Breaking Bread with the Dead: A Reader’s Guide to a More Tranquil Mind

Written by Alan Jacobs Reviewed By Zachary A. Howard

In an age of outrage, a book on learning from dead authors for the sake of a more tranquil mind stands out among recent titles. With this book, Alan Jacobs completes his trilogy that began with The Pleasures of Reading in an Age of Distraction (Oxford: Oxford University Press, 2011) and continued with How to Think: A Survival Guide for a World at Odds (New York: Penguin, 2017). All focus on “a few things” that Jacobs has learned “in my teaching life that are relevant to our common life” (p. xii). The book, then, emerges from Jacobs’s years teaching humanities first at Wheaton College and now at Baylor University and responds to our “common current attitude” that “all history hitherto” is evil (p. 11).

Yet, this book’s structure is nothing like a college lecture or a typical how-to or self-help styled book. Jacobs writes the book more in the essay genre, which he compares to a spiral staircase that winds around a central idea viewed at ascending vantage points. Like an essay with chapters, this book spirals up around the central idea that “the deeper your understanding of the past, the greater personal density you will accumulate” (p. 18–19, original emphasis).

Jacobs argues that increasing personal density is important because our current “environment of high informational density produces people of low personal density” (p. 150). Personal density is directly proportional to “temporal bandwidth,” which Jacobs defines as “the width of your present, your now…. The more you dwell in the past and in the future, the thicker your bandwidth” (p. 19, original emphasis). Thus, a person with high personal density is not tossed to and fro by every wave of crisis in the news nor blown around by every wind of outrage from the Twitterverse. Personal density is a specific kind of mental maturity developed through fellowship with the past.

Jacobs warns, though, that “any genuine kinship with our ancestors must be earned through hard mental work.” (p. 77, original emphasis). And his book commends, primarily through examples, doing that hard, mental work of expanding one’s temporal bandwidth by hosting a “permanent banquet” with dead authors, not just the ones we admire but even those who we find adverse to our values. To make his case, Jacobs both defends why keeping such table fellowship matters while he also commends strategies for not simply replacing the errors of this moment with the errors of the past.

First, breaking bread with the dead matters not merely because it increases personal density, but ultimately because it demands that we cultivate a “disposition to love.” Jacob’s argument for developing a more tranquil mind—or greater personal density—is ultimately “an argument for a genealogy of love” (p. 151).

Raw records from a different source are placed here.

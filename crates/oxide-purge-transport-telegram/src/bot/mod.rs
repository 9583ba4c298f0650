/// Command handlers
pub mod handlers;
/// Author log backing message lookups
pub mod message_log;
/// `ChatPlatform` implementation for Telegram
pub mod platform;
/// Resilient messaging with automatic retry for Telegram API operations
pub mod resilient;
/// Unauthorized access flood protection
pub mod unauthorized_cache;

pub use message_log::MessageLog;
pub use platform::TelegramPlatform;
pub use unauthorized_cache::UnauthorizedCache;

It is, of course, much easier to love a dead author who cannot talk back to you, yet, Jacobs believes, cultivating the habits of reading the past with generosity and love can not only mature us mentally, but also engender greater love for those in the present.

Second, Jacobs sifts through different approaches to reading and identifies better ways for approaching the past. For example, in chapter 4—“The Past Without Difference”— Jacobs warns of two opposing tendencies when reading the past. On the one hand, we can emphasize “negative selection” that rejects a book or person from the past as soon as we discover something that grates against our present cultural values. “But we can also get ourselves into the opposite problem—a determination to read in a sanitizing way—when faced with a text that we know is in some sense a ‘classic’ but which offends, or seems to offend” (p. 70). Instead of reading those ways, Jacobs commends in chapter 5—“The Authentic Kernel”—looking for what one essayist calls “utopian moments” where a work reveals genuine humanity despite the book’s contrary values. Such a habit of generosity towards what one reads expands personal density.

Jacobs marshals a panoply of evidence from authors as diverse as Horace and Zadie Smith to commend this type of sympathetic engagement. In doing so, Jacobs traverses an impressive variety of topics and concepts, frequently explaining how the perspective of “the modern reader” (p. 127) may be at odds with a past author’s sentiments. Yet, since “the modern reader” is a diverse group holding a wide range of positions on the topics Jacobs mentions—like feminism, climate change, or Stoicism—it makes his use of the inclusive “we” occasionally ambiguous. Perhaps this ambiguity stems from a “crisis of audience” that Jacobs has described in interviews earlier in his career. As Jacobs felt disoriented by having to “code switch” between his scholarly work for a secular academy and essays for Christian magazines and journals, he realized that God was calling him to speak to both audiences. Yet, perhaps more than the previous two books in this trilogy, Jacobs’s intended audience felt the least clear in this book.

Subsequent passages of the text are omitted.